• Work item:
From the data that follows, copy every line holding the string "parent".

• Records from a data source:
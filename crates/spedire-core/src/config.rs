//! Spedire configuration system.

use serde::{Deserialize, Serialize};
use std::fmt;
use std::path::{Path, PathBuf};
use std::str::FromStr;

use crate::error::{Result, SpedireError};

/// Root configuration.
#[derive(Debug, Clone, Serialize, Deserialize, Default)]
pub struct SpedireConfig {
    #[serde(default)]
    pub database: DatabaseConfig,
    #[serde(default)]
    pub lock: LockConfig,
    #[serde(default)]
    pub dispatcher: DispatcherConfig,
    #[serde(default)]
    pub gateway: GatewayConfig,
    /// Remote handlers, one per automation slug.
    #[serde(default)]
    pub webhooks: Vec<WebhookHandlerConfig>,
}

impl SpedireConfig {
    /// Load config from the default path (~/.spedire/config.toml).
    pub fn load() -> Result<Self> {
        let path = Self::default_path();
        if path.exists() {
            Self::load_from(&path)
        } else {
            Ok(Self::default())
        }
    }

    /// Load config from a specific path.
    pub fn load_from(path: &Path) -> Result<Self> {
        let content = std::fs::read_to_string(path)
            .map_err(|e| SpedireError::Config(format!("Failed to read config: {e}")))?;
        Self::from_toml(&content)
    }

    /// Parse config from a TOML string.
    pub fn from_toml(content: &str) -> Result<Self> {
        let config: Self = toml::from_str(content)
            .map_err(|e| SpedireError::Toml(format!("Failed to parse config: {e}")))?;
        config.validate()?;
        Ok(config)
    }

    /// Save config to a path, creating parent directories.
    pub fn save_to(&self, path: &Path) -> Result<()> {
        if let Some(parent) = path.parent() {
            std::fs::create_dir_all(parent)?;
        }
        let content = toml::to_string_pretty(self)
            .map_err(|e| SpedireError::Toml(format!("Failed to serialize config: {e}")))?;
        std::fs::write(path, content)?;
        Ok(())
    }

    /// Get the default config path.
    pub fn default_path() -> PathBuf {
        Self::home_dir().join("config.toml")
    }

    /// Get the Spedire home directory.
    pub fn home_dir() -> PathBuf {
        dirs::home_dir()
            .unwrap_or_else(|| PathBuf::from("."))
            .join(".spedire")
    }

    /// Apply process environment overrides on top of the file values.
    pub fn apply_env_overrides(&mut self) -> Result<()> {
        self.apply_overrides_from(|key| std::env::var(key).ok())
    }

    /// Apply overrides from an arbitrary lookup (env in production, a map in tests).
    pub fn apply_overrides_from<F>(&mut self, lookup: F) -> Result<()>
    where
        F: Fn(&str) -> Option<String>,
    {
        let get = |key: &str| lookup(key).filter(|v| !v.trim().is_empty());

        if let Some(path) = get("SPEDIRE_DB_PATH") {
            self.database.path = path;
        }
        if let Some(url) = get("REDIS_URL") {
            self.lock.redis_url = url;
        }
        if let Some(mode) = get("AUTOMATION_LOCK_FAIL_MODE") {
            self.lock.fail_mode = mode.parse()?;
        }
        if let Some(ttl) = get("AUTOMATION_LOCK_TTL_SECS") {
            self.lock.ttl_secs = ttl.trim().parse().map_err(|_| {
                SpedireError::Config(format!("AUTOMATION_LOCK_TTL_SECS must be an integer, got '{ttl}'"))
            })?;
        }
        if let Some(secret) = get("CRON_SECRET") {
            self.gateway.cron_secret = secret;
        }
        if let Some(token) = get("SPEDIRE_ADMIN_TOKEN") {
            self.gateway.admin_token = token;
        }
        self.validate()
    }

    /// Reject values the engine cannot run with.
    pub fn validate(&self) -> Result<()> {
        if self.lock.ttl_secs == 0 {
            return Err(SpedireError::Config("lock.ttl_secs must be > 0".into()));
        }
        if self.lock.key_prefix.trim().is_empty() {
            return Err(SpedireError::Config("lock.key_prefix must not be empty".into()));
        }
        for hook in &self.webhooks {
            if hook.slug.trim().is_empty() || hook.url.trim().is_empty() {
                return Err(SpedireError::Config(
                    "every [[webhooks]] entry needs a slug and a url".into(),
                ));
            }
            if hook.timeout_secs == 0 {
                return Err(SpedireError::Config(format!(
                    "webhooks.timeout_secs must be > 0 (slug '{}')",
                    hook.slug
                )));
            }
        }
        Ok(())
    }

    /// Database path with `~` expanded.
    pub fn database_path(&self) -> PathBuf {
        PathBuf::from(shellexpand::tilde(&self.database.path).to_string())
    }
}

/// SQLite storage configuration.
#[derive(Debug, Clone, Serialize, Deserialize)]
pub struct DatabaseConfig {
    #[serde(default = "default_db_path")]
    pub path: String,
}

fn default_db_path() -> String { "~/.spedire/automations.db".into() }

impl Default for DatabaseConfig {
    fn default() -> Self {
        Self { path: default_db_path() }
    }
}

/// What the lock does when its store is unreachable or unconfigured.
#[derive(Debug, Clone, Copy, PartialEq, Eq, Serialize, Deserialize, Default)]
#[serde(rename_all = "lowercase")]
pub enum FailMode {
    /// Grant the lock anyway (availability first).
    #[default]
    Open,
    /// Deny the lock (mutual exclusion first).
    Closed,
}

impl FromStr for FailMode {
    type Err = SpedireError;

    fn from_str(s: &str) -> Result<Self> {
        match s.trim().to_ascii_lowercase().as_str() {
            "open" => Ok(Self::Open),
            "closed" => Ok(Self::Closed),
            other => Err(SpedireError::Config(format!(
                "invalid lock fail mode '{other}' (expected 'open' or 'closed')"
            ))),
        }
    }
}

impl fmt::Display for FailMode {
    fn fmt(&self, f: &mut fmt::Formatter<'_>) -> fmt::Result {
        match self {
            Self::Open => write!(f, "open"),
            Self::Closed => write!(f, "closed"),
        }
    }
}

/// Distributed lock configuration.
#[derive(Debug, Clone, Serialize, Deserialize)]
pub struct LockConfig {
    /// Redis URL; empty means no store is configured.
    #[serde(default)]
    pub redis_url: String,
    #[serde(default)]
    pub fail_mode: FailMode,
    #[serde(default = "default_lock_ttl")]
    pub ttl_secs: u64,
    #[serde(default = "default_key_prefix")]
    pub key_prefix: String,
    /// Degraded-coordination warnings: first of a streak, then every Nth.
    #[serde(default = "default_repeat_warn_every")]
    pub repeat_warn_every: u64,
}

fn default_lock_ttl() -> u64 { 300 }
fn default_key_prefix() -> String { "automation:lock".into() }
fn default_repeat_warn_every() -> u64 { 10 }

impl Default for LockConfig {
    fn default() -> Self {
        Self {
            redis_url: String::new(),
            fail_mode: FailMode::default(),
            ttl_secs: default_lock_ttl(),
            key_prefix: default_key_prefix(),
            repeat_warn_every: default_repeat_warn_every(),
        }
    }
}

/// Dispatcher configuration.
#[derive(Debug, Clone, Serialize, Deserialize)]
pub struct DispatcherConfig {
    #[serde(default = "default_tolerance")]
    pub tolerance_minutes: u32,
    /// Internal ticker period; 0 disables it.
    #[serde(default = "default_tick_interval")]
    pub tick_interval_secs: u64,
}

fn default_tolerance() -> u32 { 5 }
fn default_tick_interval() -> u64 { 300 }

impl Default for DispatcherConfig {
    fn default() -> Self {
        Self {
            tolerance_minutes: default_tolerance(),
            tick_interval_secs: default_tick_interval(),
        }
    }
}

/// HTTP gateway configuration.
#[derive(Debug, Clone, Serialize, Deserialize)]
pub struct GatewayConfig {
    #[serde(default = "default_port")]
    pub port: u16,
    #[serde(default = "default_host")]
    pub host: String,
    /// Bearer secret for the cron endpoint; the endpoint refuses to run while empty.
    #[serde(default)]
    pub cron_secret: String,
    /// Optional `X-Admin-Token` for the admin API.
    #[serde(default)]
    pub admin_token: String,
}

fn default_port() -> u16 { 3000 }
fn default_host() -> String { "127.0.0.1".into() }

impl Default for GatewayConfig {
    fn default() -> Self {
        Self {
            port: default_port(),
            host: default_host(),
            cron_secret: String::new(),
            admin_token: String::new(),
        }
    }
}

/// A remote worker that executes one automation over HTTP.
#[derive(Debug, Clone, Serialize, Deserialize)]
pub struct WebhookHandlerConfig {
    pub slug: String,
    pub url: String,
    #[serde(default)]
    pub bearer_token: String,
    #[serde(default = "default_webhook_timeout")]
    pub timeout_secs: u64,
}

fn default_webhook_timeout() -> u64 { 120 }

---

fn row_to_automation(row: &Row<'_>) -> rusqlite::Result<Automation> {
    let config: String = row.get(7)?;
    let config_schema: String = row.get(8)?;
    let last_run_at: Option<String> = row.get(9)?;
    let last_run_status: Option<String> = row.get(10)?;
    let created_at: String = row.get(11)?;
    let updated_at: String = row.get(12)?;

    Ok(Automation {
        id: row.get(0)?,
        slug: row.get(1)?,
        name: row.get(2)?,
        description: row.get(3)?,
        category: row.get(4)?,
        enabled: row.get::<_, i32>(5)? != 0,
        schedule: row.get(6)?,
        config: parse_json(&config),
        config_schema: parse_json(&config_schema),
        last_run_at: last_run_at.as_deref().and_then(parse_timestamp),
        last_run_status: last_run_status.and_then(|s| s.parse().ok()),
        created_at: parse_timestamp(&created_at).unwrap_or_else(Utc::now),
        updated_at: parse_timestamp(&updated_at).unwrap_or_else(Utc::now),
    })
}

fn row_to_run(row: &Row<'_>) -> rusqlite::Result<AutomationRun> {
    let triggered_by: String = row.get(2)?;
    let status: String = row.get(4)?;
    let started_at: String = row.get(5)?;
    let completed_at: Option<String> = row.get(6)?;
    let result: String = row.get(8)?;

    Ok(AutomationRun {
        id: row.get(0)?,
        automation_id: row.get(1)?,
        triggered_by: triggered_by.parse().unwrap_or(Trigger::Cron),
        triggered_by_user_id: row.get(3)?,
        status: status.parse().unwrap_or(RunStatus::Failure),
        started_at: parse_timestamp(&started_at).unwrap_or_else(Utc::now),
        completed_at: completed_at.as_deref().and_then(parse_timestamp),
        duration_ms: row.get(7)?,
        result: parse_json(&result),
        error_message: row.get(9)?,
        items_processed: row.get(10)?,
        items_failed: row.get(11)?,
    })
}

• Written response:
    /// Save config to a path, creating parent directories.
        if let Some(parent) = path.parent() {
            std::fs::create_dir_all(parent)?;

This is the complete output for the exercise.